Journal of the Institute of Brewing Volume 55, Issue 5, 1949, page 282.
In a way, breweries should have been pleased with the drive to save fuel during wartime. Because it led to permanent cost savings. As with lagging the coppers. I assume by magnesia they mean the same plastic magnesia that was used to insulate the mash tuns.
The coppers were one of the differences between Park Royal and St. James’s Gate:
“At the time Park Royal was being designed, the coppers in the Dublin brewery were coal fired with the exception of one which had been fitted with a steam heater for experimental purposes. From the brewers' point of view, brewer colleagues appear to be quite satisfied with the result of steam heating—at least they have not yet asked for the steam heaters to be taken out in order to revert to coal or oil firing.”
Journal of the Institute of Brewing Volume 55, Issue 5, 1949, page 282.
I wonder if they eventually fitted all steam heaters to all of the coppers in Dublin?
And what did they do with the steam coming off the coppers?

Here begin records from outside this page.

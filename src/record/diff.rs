use super::Snapshot;
use crate::core::{Attributes, deep_equal, is_reserved};
use serde::Serialize;
use serde_json::Value;
use std::collections::BTreeMap;

#[derive(Debug, Clone, PartialEq, Serialize)]
#[serde(untagged)]
pub enum FieldChange {
    Set(Value),
    /// Present in the snapshot, absent now.
    Removed,
}

impl FieldChange {
    pub fn value(&self) -> Option<&Value> {
        match self {
            FieldChange::Set(value) => Some(value),
            FieldChange::Removed => None,
        }
    }
}

#[derive(Debug, Clone, Default, PartialEq)]
pub struct ChangeSet(BTreeMap<String, FieldChange>);

impl ChangeSet {
    pub fn is_empty(&self) -> bool {
        self.0.is_empty()
    }

    pub fn len(&self) -> usize {
        self.0.len()
    }

    pub fn contains(&self, field: &str) -> bool {
        self.0.contains_key(field)
    }

    pub fn get(&self, field: &str) -> Option<&FieldChange> {
        self.0.get(field)
    }

    pub fn fields(&self) -> impl Iterator<Item = &str> {
        self.0.keys().map(String::as_str)
    }

    pub fn iter(&self) -> impl Iterator<Item = (&str, &FieldChange)> {
        self.0.iter().map(|(k, v)| (k.as_str(), v))
    }

    /// Update payload: changed values only. Removed fields have no JSON form and are omitted.
    pub fn to_payload(&self) -> Attributes {
        self.0
            .iter()
            .filter_map(|(field, change)| change.value().map(|v| (field.clone(), v.clone())))
            .collect()
    }
}

/// Computes the fields that differ from `snapshot`.
///
/// Without `compare`, `current` is diffed and snapshot fields missing from it are reported
/// as [`FieldChange::Removed`]. With `compare`, only the fields of `compare` are diffed
/// against the snapshot and removals are not detected.
pub fn changed_attributes(
    current: &Attributes,
    snapshot: &Snapshot,
    compare: Option<&Attributes>,
) -> ChangeSet {
    let mut changed = BTreeMap::new();
    let target = compare.unwrap_or(current);

    if compare.is_none() {
        for field in snapshot.attributes().keys() {
            if !is_reserved(field) && !target.contains_key(field) {
                changed.insert(field.clone(), FieldChange::Removed);
            }
        }
    }

    for (field, value) in target {
        if is_reserved(field) {
            continue;
        }
        let unchanged = snapshot
            .get(field)
            .is_some_and(|previous| deep_equal(value, previous));
        if !unchanged {
            changed.insert(field.clone(), FieldChange::Set(value.clone()));
        }
    }

    ChangeSet(changed)
}
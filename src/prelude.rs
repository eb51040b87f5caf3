//! Everything needed to declare record types and drive a session.
//!
//! ```
//! use recordkit::prelude::*;
//!
//! let post = RecordType::new("Post")
//!     .url_root("/posts")
//!     .validates(FieldRules::new("title").required());
//! assert_eq!(post.name(), "Post");
//! ```

pub use crate::core::{Attributes, RecordError, Resolvable, Result};
pub use crate::record::{InitOptions, RecordKey};
pub use crate::schema::{AssociationOptions, RecordType, TypeRegistry};
pub use crate::sync::RecordSession;
pub use crate::transport::{MemoryTransport, SyncOptions, Transport};
pub use crate::validation::{ErrorMessage, FieldRules};
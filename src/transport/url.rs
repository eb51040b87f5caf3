use crate::core::{RecordError, Result, id_to_string};
use crate::record::Record;
use percent_encoding::{AsciiSet, NON_ALPHANUMERIC, utf8_percent_encode};

/// Characters left as-is by JavaScript's `encodeURIComponent`.
const COMPONENT: &AsciiSet = &NON_ALPHANUMERIC
    .remove(b'-')
    .remove(b'_')
    .remove(b'.')
    .remove(b'!')
    .remove(b'~')
    .remove(b'*')
    .remove(b'\'')
    .remove(b'(')
    .remove(b')');

/// `root` for new records, `root/<encoded id>` otherwise.
///
/// The root is the instance override or the type's root, followed by the type's resource
/// suffix. A record without any resolvable root is a configuration error.
pub fn record_url(record: &Record) -> Result<String> {
    if let Some(url) = record.url_override() {
        return Ok(url.to_string());
    }

    let record_type = record.record_type();
    let root = record
        .url_root_override()
        .map(str::to_string)
        .or_else(|| record_type.resolve_url_root())
        .map(|root| match record_type.resolve_url_resource() {
            Some(resource) => root + &resource,
            None => root,
        })
        .ok_or_else(|| {
            RecordError::Configuration(format!(
                "record type '{}' needs a url or a url root",
                record_type.name()
            ))
        })?;

    match record.id() {
        None => Ok(root),
        Some(id) => Ok(join_id(&root, &id_to_string(id))),
    }
}

pub fn join_id(root: &str, id: &str) -> String {
    let separator = if root.ends_with('/') { "" } else { "/" };
    format!("{}{}{}", root, separator, utf8_percent_encode(id, COMPONENT))
}
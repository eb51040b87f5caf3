//! In-process transport that behaves like a small REST backend.
//!
//! `POST <root>` stores the body and assigns an incrementing identifier, `GET <root>` lists,
//! `GET|PUT|DELETE <root>/<id>` address one stored item. Requests are logged, and replies
//! can be stubbed, failed or delayed per method and URL prefix.

use super::{Operation, SyncRequest, SyncResponse, Transport};
use crate::core::{Attributes, TransportError, id_to_string};
use crate::schema::DEFAULT_ID_ATTRIBUTE;
use async_trait::async_trait;
use http::Method;
use serde_json::{Value, json};
use std::collections::BTreeMap;
use std::sync::{Mutex, MutexGuard};
use std::time::Duration;
use tracing::{Level, event};

#[derive(Debug, Clone, PartialEq)]
pub struct RecordedRequest {
    pub operation: Operation,
    pub method: Method,
    pub url: String,
    pub data: Option<Value>,
}

#[derive(Debug, Clone)]
struct Stub {
    method: Option<Method>,
    url_prefix: String,
    status: u16,
    body: Value,
    remaining: Option<usize>,
}

impl Stub {
    fn matches(&self, request: &SyncRequest) -> bool {
        self.remaining != Some(0)
            && self.method.as_ref().is_none_or(|method| *method == request.method)
            && request.url.starts_with(&self.url_prefix)
    }
}

#[derive(Debug, Default)]
struct MemoryState {
    collections: BTreeMap<String, Attributes>,
    next_id: u64,
    log: Vec<RecordedRequest>,
    stubs: Vec<Stub>,
    delays: Vec<(String, Duration)>,
}

#[derive(Debug)]
pub struct MemoryTransport {
    id_attribute: String,
    state: Mutex<MemoryState>,
}

impl Default for MemoryTransport {
    fn default() -> Self {
        Self::new()
    }
}

impl MemoryTransport {
    pub fn new() -> Self {
        Self {
            id_attribute: DEFAULT_ID_ATTRIBUTE.to_string(),
            state: Mutex::new(MemoryState {
                next_id: 1,
                ..MemoryState::default()
            }),
        }
    }

    pub fn with_id_attribute(mut self, id_attribute: &str) -> Self {
        self.id_attribute = id_attribute.to_string();
        self
    }

    fn state(&self) -> MutexGuard<'_, MemoryState> {
        // every mutation under this lock is a single insert or remove
        self.state.lock().unwrap_or_else(|poisoned| poisoned.into_inner())
    }

    /// Declares an empty collection so `GET <root>` lists it.
    pub fn with_collection(self, root: &str) -> Self {
        self.state().collections.entry(root.to_string()).or_default();
        self
    }

    /// Stores items as if they had been created. Items without an identifier get one.
    pub fn seed(&self, root: &str, items: Vec<Value>) {
        let mut state = self.state();
        for item in items {
            let Value::Object(mut item) = item else {
                continue;
            };
            let id = match item.get(&self.id_attribute).filter(|id| !id.is_null()) {
                Some(id) => id_to_string(id),
                None => {
                    let id = state.next_id;
                    state.next_id += 1;
                    item.insert(self.id_attribute.clone(), json!(id));
                    id.to_string()
                }
            };
            state
                .collections
                .entry(root.to_string())
                .or_default()
                .insert(id, Value::Object(item));
        }
    }

    /// Delays every request whose URL starts with `url_prefix`.
    pub fn delay(&self, url_prefix: &str, delay: Duration) {
        self.state().delays.push((url_prefix.to_string(), delay));
    }

    /// Answers matching requests with an error status instead of processing them.
    pub fn fail(&self, method: Method, url_prefix: &str, status: u16) {
        self.push_stub(Some(method), url_prefix, status, json!({"error": "stubbed failure"}), None);
    }

    /// Answers matching requests with `body` instead of processing them.
    pub fn respond(&self, method: Method, url_prefix: &str, body: Value) {
        self.push_stub(Some(method), url_prefix, 200, body, None);
    }

    /// Like [`respond`](Self::respond), for the next `times` matching requests only.
    pub fn respond_times(&self, method: Method, url_prefix: &str, body: Value, times: usize) {
        self.push_stub(Some(method), url_prefix, 200, body, Some(times));
    }

    fn push_stub(&self, method: Option<Method>, url_prefix: &str, status: u16, body: Value, remaining: Option<usize>) {
        self.state().stubs.push(Stub {
            method,
            url_prefix: url_prefix.to_string(),
            status,
            body,
            remaining,
        });
    }

    pub fn requests(&self) -> Vec<RecordedRequest> {
        self.state().log.clone()
    }

    pub fn requests_matching(&self, method: &Method, url_prefix: &str) -> Vec<RecordedRequest> {
        self.state()
            .log
            .iter()
            .filter(|request| request.method == *method && request.url.starts_with(url_prefix))
            .cloned()
            .collect()
    }

    pub fn clear_requests(&self) {
        self.state().log.clear();
    }

    pub fn stored(&self, root: &str, id: &str) -> Option<Value> {
        self.state()
            .collections
            .get(root)
            .and_then(|items| items.get(id))
            .cloned()
    }

    pub fn items(&self, root: &str) -> Vec<Value> {
        self.state()
            .collections
            .get(root)
            .map(|items| items.values().cloned().collect())
            .unwrap_or_default()
    }

    fn delay_for(&self, url: &str) -> Option<Duration> {
        self.state()
            .delays
            .iter()
            .filter(|(prefix, _)| url.starts_with(prefix.as_str()))
            .map(|(_, delay)| *delay)
            .max()
    }

    fn take_stub(&self, request: &SyncRequest) -> Option<(u16, Value)> {
        let mut state = self.state();
        let stub = state.stubs.iter_mut().rev().find(|stub| stub.matches(request))?;
        if let Some(remaining) = stub.remaining.as_mut() {
            *remaining -= 1;
        }
        Some((stub.status, stub.body.clone()))
    }

    fn process(&self, request: &SyncRequest) -> Result<SyncResponse, TransportError> {
        let mut state = self.state();

        if request.method == Method::POST {
            let Some(Value::Object(mut item)) = request.data.clone() else {
                return Err(rejected(400, "body must be an object"));
            };
            let id = match item.get(&self.id_attribute).filter(|id| !id.is_null()) {
                Some(id) => id_to_string(id),
                None => {
                    let id = state.next_id;
                    state.next_id += 1;
                    item.insert(self.id_attribute.clone(), json!(id));
                    id.to_string()
                }
            };
            let item = Value::Object(item);
            state
                .collections
                .entry(request.url.clone())
                .or_default()
                .insert(id, item.clone());
            return Ok(SyncResponse { status: 201, body: item });
        }

        if request.method == Method::GET {
            if let Some(items) = state.collections.get(&request.url) {
                return Ok(SyncResponse::ok(Value::Array(items.values().cloned().collect())));
            }
        }

        let (root, id) = request
            .url
            .rsplit_once('/')
            .ok_or_else(|| rejected(404, "not found"))?;
        let items = state
            .collections
            .get_mut(root)
            .ok_or_else(|| rejected(404, "not found"))?;

        match request.method.clone() {
            Method::GET => items
                .get(id)
                .cloned()
                .map(SyncResponse::ok)
                .ok_or_else(|| rejected(404, "not found")),
            Method::PUT | Method::PATCH => {
                let Some(Value::Object(stored)) = items.get_mut(id) else {
                    return Err(rejected(404, "not found"));
                };
                if let Some(Value::Object(changes)) = &request.data {
                    for (field, value) in changes {
                        stored.insert(field.clone(), value.clone());
                    }
                }
                Ok(SyncResponse::ok(Value::Object(stored.clone())))
            }
            Method::DELETE => match items.shift_remove(id) {
                Some(_) => Ok(SyncResponse { status: 204, body: Value::Null }),
                None => Err(rejected(404, "not found")),
            },
            other => Err(rejected(405, &format!("method {} not supported", other))),
        }
    }
}

fn rejected(status: u16, message: &str) -> TransportError {
    TransportError::Status {
        status,
        body: json!({ "error": message }),
    }
}

#[async_trait]
impl Transport for MemoryTransport {
    async fn perform(&self, request: SyncRequest) -> Result<SyncResponse, TransportError> {
        self.state().log.push(RecordedRequest {
            operation: request.operation,
            method: request.method.clone(),
            url: request.url.clone(),
            data: request.data.clone(),
        });

        if let Some(delay) = self.delay_for(&request.url) {
            tokio::time::sleep(delay).await;
        }

        if let Some((status, body)) = self.take_stub(&request) {
            event!(Level::DEBUG, url = %request.url, status, "memory transport stubbed reply");
            if (200..300).contains(&status) {
                return Ok(SyncResponse { status, body });
            }
            return Err(TransportError::Status { status, body });
        }

        self.process(&request)
    }
}
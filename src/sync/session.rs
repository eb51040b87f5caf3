use crate::core::{Attributes, RecordError, Result};
use crate::record::{ChangeSet, InitOptions, Record, RecordKey};
use crate::schema::TypeRegistry;
use crate::transport::Transport;
use crate::validation::ErrorMap;
use serde_json::Value;
use std::collections::HashMap;
use std::fmt;
use std::sync::{Arc, Mutex, MutexGuard};
use tracing::{Level, event};

/// Arena owning every record of a session. Associations hold [`RecordKey`]s into it.
#[derive(Debug, Default)]
pub(crate) struct RecordStore {
    records: HashMap<RecordKey, Record>,
    next_key: u64,
}

impl RecordStore {
    pub(crate) fn insert(&mut self, record: Record) -> RecordKey {
        self.next_key += 1;
        let key = RecordKey(self.next_key);
        self.records.insert(key, record);
        key
    }

    pub(crate) fn get(&self, key: RecordKey) -> Result<&Record> {
        self.records
            .get(&key)
            .ok_or_else(|| RecordError::RecordNotFound(key.to_string()))
    }

    pub(crate) fn get_mut(&mut self, key: RecordKey) -> Result<&mut Record> {
        self.records
            .get_mut(&key)
            .ok_or_else(|| RecordError::RecordNotFound(key.to_string()))
    }

    pub(crate) fn remove(&mut self, key: RecordKey) -> Option<Record> {
        self.records.remove(&key)
    }

    pub(crate) fn len(&self) -> usize {
        self.records.len()
    }
}

/// Entry point: owns the records, the frozen type registry and the transport.
///
/// Cloning is cheap and clones share the same store. The store lock is only held for
/// synchronous sections, never across a transport call.
#[derive(Clone)]
pub struct RecordSession {
    pub(crate) registry: Arc<TypeRegistry>,
    pub(crate) store: Arc<Mutex<RecordStore>>,
    pub(crate) transport: Arc<dyn Transport>,
}

impl fmt::Debug for RecordSession {
    fn fmt(&self, f: &mut fmt::Formatter<'_>) -> fmt::Result {
        f.debug_struct("RecordSession")
            .field("registry", &self.registry)
            .field("records", &self.len())
            .finish()
    }
}

impl RecordSession {
    pub fn new(registry: TypeRegistry, transport: impl Transport + 'static) -> Self {
        Self::from_shared(Arc::new(registry), Arc::new(transport))
    }

    pub fn from_shared(registry: Arc<TypeRegistry>, transport: Arc<dyn Transport>) -> Self {
        Self {
            registry,
            store: Arc::new(Mutex::new(RecordStore::default())),
            transport,
        }
    }

    pub fn registry(&self) -> &TypeRegistry {
        &self.registry
    }

    pub fn transport(&self) -> Arc<dyn Transport> {
        self.transport.clone()
    }

    pub(crate) fn store(&self) -> Result<MutexGuard<'_, RecordStore>> {
        Ok(self.store.lock()?)
    }

    /// Number of records currently held.
    pub fn len(&self) -> usize {
        self.store().map(|store| store.len()).unwrap_or_default()
    }

    pub fn is_empty(&self) -> bool {
        self.len() == 0
    }

    // ========================================
    // Construction
    // ========================================

    pub fn new_record(&self, type_name: &str, attributes: Option<Attributes>) -> Result<RecordKey> {
        self.new_record_with(type_name, attributes, &InitOptions::default())
    }

    pub fn new_record_with(
        &self,
        type_name: &str,
        attributes: Option<Attributes>,
        init: &InitOptions,
    ) -> Result<RecordKey> {
        let record = self.registry.instantiate(type_name, attributes, init)?;
        self.insert(record)
    }

    /// Adopts a record built outside the session.
    pub fn insert(&self, record: Record) -> Result<RecordKey> {
        Ok(self.store()?.insert(record))
    }

    /// Drops a record from the store. References to it from other records dangle and are
    /// skipped by later cascades.
    pub fn release(&self, key: RecordKey) -> Result<Option<Record>> {
        Ok(self.store()?.remove(key))
    }

    // ========================================
    // Record access
    // ========================================

    pub fn with_record<T>(&self, key: RecordKey, f: impl FnOnce(&Record) -> T) -> Result<T> {
        let store = self.store()?;
        Ok(f(store.get(key)?))
    }

    pub fn with_record_mut<T>(&self, key: RecordKey, f: impl FnOnce(&mut Record) -> T) -> Result<T> {
        let mut store = self.store()?;
        Ok(f(store.get_mut(key)?))
    }

    /// Detached copy of a record.
    pub fn record(&self, key: RecordKey) -> Result<Record> {
        self.with_record(key, Record::clone)
    }

    pub fn get(&self, key: RecordKey, field: &str) -> Result<Option<Value>> {
        self.with_record(key, |record| record.get(field).cloned())
    }

    pub fn set(&self, key: RecordKey, field: &str, value: Value) -> Result<()> {
        self.with_record_mut(key, |record| {
            record.set(field, value);
        })
    }

    pub fn assign(&self, key: RecordKey, values: Attributes) -> Result<()> {
        self.with_record_mut(key, |record| record.assign(values))
    }

    pub fn id(&self, key: RecordKey) -> Result<Option<Value>> {
        self.with_record(key, |record| record.id().cloned())
    }

    pub fn is_new(&self, key: RecordKey) -> Result<bool> {
        self.with_record(key, Record::is_new)
    }

    pub fn to_json(&self, key: RecordKey) -> Result<Attributes> {
        self.with_record(key, Record::to_json)
    }

    pub fn url(&self, key: RecordKey) -> Result<String> {
        self.with_record(key, Record::url)?
    }

    // ========================================
    // Change tracking
    // ========================================

    pub fn changed_attributes(&self, key: RecordKey, compare: Option<&Attributes>) -> Result<ChangeSet> {
        self.with_record(key, |record| record.changed_attributes(compare))
    }

    pub fn has_changed(&self, key: RecordKey, field: Option<&str>) -> Result<bool> {
        self.with_record(key, |record| record.has_changed(field))
    }

    pub fn previous(&self, key: RecordKey, field: &str) -> Result<Option<Value>> {
        self.with_record(key, |record| record.previous(field).cloned())
    }

    // ========================================
    // Validation
    // ========================================

    pub fn validate(&self, key: RecordKey, field: Option<&str>) -> Result<bool> {
        self.with_record_mut(key, |record| record.validate(field))
    }

    pub fn is_valid(&self, key: RecordKey, field: Option<&str>) -> Result<bool> {
        self.with_record(key, |record| record.is_valid(field))
    }

    pub fn errors(&self, key: RecordKey) -> Result<ErrorMap> {
        self.with_record(key, |record| record.errors().clone())
    }

    // ========================================
    // Associations
    // ========================================

    /// Attaches `related` as the to-one record of `owner` for the association declared
    /// against `related_type` (or its singular alias). Returns `related`.
    pub fn add_belongs_to(&self, owner: RecordKey, related_type: &str, related: RecordKey) -> Result<RecordKey> {
        let mut store = self.store()?;
        store.get(related)?;
        let owner_record = store.get_mut(owner)?;
        let reference = owner_record
            .record_type()
            .find_association(related_type)
            .filter(|descriptor| descriptor.is_belongs_to())
            .map(|descriptor| descriptor.reference_name())
            .ok_or_else(|| {
                RecordError::UnknownAssociation(owner_record.type_name().to_string(), related_type.to_string())
            })?;
        owner_record.link_one(reference, related);
        Ok(related)
    }

    /// Creates a record on the to-many side of `owner`'s association with `entity`.
    ///
    /// The created record is of the join type when the association goes `through` one,
    /// otherwise of `entity` itself. With a join type, `target` becomes the join record's
    /// to-one reference for `entity`. The created record also points back at `owner` when
    /// its type declares a to-one association with the owner's type. Returns its key.
    pub fn add_has_many(
        &self,
        owner: RecordKey,
        entity: &str,
        target: Option<RecordKey>,
        related_attributes: Option<Attributes>,
    ) -> Result<RecordKey> {
        let mut store = self.store()?;
        let owner_type = store.get(owner)?.record_type().clone();
        let descriptor = owner_type
            .association(entity)
            .filter(|descriptor| descriptor.is_has_many())
            .ok_or_else(|| RecordError::UnknownAssociation(owner_type.name().to_string(), entity.to_string()))?;

        let mut instance = self.registry.instantiate(
            descriptor.target_type(),
            Some(related_attributes.unwrap_or_default()),
            &InitOptions::default(),
        )?;

        if let (Some(_), Some(target)) = (descriptor.options().through.as_ref(), target) {
            store.get(target)?;
            let reference = instance
                .record_type()
                .find_association(entity)
                .filter(|join| join.is_belongs_to())
                .map(|join| join.reference_name())
                .ok_or_else(|| {
                    RecordError::UnknownAssociation(instance.type_name().to_string(), entity.to_string())
                })?;
            instance.link_one(reference, target);
        }

        let back_reference = instance
            .record_type()
            .association(owner_type.name())
            .filter(|back| back.is_belongs_to())
            .map(|back| back.reference_name());
        if let Some(reference) = back_reference {
            instance.link_one(reference, owner);
        }

        let key = store.insert(instance);
        store.get_mut(owner)?.link_many(descriptor.reference_name(), key);
        event!(Level::DEBUG, owner = %owner, related = %key, entity, "to-many record added");
        Ok(key)
    }

    /// To-one record stored under `reference`.
    pub fn belongs_to(&self, owner: RecordKey, reference: &str) -> Result<Option<RecordKey>> {
        self.with_record(owner, |record| record.related(reference))
    }

    /// To-many records stored under `reference`.
    pub fn has_many(&self, owner: RecordKey, reference: &str) -> Result<Vec<RecordKey>> {
        self.with_record(owner, |record| record.related_many(reference).to_vec())
    }
}

#[cfg(test)]
mod tests {
    use super::*;
    use crate::schema::{AssociationOptions, RecordType};
    use crate::transport::MemoryTransport;
    use serde_json::json;

    fn attrs(value: Value) -> Attributes {
        match value {
            Value::Object(map) => map,
            _ => Attributes::new(),
        }
    }

    fn session() -> RecordSession {
        let mut registry = TypeRegistry::new();
        registry
            .register(RecordType::new("Post").url_root("/posts"))
            .register(RecordType::new("Person").url_root("/people"))
            .register(RecordType::new("Tag").url_root("/tags"))
            .register(RecordType::new("PostTag").url_root("/post_tags"));
        registry.declare_belongs_to("Post", "Person", AssociationOptions::new().singular("Author"));
        registry.declare_has_many("Post", "Tag", AssociationOptions::new().through("PostTag"));
        registry.declare_belongs_to("PostTag", "Post", AssociationOptions::new());
        registry.declare_belongs_to("PostTag", "Tag", AssociationOptions::new());
        RecordSession::new(registry, MemoryTransport::new())
    }

    #[test]
    fn test_store_keys_are_unique() {
        let session = session();
        let a = session.new_record("Post", None).unwrap();
        let b = session.new_record("Post", None).unwrap();
        assert_ne!(a, b);
        assert_eq!(session.len(), 2);

        session.release(a).unwrap();
        assert!(matches!(session.get(a, "title"), Err(RecordError::RecordNotFound(_))));
    }

    #[test]
    fn test_unknown_type() {
        let session = session();
        assert!(matches!(
            session.new_record("Comment", None),
            Err(RecordError::UnknownType(name)) if name == "Comment"
        ));
    }

    #[test]
    fn test_add_belongs_to_by_singular() {
        let session = session();
        let post = session.new_record("Post", None).unwrap();
        let person = session.new_record("Person", Some(attrs(json!({"name": "Ann"})))).unwrap();

        assert_eq!(session.add_belongs_to(post, "Author", person).unwrap(), person);
        assert_eq!(session.belongs_to(post, "author").unwrap(), Some(person));

        let err = session.add_belongs_to(post, "Tag", person).unwrap_err();
        assert!(matches!(err, RecordError::UnknownAssociation(_, _)));
    }

    #[test]
    fn test_add_has_many_through_join_type() {
        let session = session();
        let post = session.new_record("Post", None).unwrap();
        let tag = session.new_record("Tag", Some(attrs(json!({"label": "rust"})))).unwrap();

        let join = session.add_has_many(post, "Tag", Some(tag), None).unwrap();

        assert_eq!(session.has_many(post, "postTag").unwrap(), vec![join]);
        assert_eq!(session.record(join).unwrap().type_name(), "PostTag");
        assert_eq!(session.belongs_to(join, "tag").unwrap(), Some(tag));
        assert_eq!(session.belongs_to(join, "post").unwrap(), Some(post));
    }
}
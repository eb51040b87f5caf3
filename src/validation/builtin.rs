//! Standard validators a record type can opt into with
//! [`RecordType::with_standard_validators`](crate::schema::RecordType::with_standard_validators).

use super::Validator;
use lazy_static::lazy_static;
use lru::LruCache;
use regex::Regex;
use serde_json::Value;
use std::num::NonZeroUsize;
use std::sync::{Arc, Mutex};

const PATTERN_CACHE_CAPACITY: usize = 64;

lazy_static! {
    static ref PATTERN_CACHE: Mutex<LruCache<String, Regex>> = Mutex::new(LruCache::new(
        NonZeroUsize::new(PATTERN_CACHE_CAPACITY).unwrap_or(NonZeroUsize::MIN)
    ));
}

pub fn standard() -> Vec<(&'static str, Validator)> {
    vec![
        ("min_length", Arc::new(min_length) as Validator),
        ("max_length", Arc::new(max_length) as Validator),
        ("minimum", Arc::new(minimum) as Validator),
        ("maximum", Arc::new(maximum) as Validator),
        ("pattern", Arc::new(pattern) as Validator),
        ("one_of", Arc::new(one_of) as Validator),
    ]
}

fn length_of(value: &Value) -> Option<usize> {
    match value {
        Value::String(s) => Some(s.chars().count()),
        Value::Array(items) => Some(items.len()),
        Value::Object(map) => Some(map.len()),
        _ => None,
    }
}

pub fn min_length(value: &Value, parameter: &Value) -> bool {
    match (length_of(value), parameter.as_u64()) {
        (Some(len), Some(min)) => len as u64 >= min,
        _ => false,
    }
}

pub fn max_length(value: &Value, parameter: &Value) -> bool {
    match (length_of(value), parameter.as_u64()) {
        (Some(len), Some(max)) => len as u64 <= max,
        _ => false,
    }
}

pub fn minimum(value: &Value, parameter: &Value) -> bool {
    match (value.as_f64(), parameter.as_f64()) {
        (Some(v), Some(min)) => v >= min,
        _ => false,
    }
}

pub fn maximum(value: &Value, parameter: &Value) -> bool {
    match (value.as_f64(), parameter.as_f64()) {
        (Some(v), Some(max)) => v <= max,
        _ => false,
    }
}

pub fn one_of(value: &Value, parameter: &Value) -> bool {
    parameter
        .as_array()
        .is_some_and(|allowed| allowed.contains(value))
}

/// Matches string values against the regex given as parameter. Invalid patterns never match.
pub fn pattern(value: &Value, parameter: &Value) -> bool {
    let (Some(text), Some(source)) = (value.as_str(), parameter.as_str()) else {
        return false;
    };

    let Ok(mut cache) = PATTERN_CACHE.lock() else {
        return Regex::new(source).is_ok_and(|re| re.is_match(text));
    };
    if let Some(re) = cache.get(source) {
        return re.is_match(text);
    }
    match Regex::new(source) {
        Ok(re) => {
            let matched = re.is_match(text);
            cache.put(source.to_string(), re);
            matched
        }
        Err(_) => false,
    }
}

“The vapour from boiling off is led through a lagged vapour main to jet condensers, specially designed for the purpose, and the cooling water is normally that returning from the wort refrigerators at a temperature of 130° F., which is just below the critical temperature for the deposition of the temporary salts. If, however, boiling off is taking place at a time when the wort refrigerators are not in use, direct cold water is used. In either case, the supply can be regulated automatically to give the condensate a temperature of 205° F., or the condensate re-circulated over the condenser to raise its temperature. The condensate is run down to the brewhouse low receivers for use in the brewhouse liquor system. Each copper has its unit condenser, which can deal with the maximum rate of reduction of 30 barrels per hour. The jet condenser is a simple and less costly plant than the more usual surface condenser, but it can only be used where a use can be made for the mixture of cooling water and condensed steam, i.e. distilled water. A brewery, of course, can make good use of such a supply of hot water.”
Journal of the Institute of Brewing Volume 55, Issue 5, 1949, page 282.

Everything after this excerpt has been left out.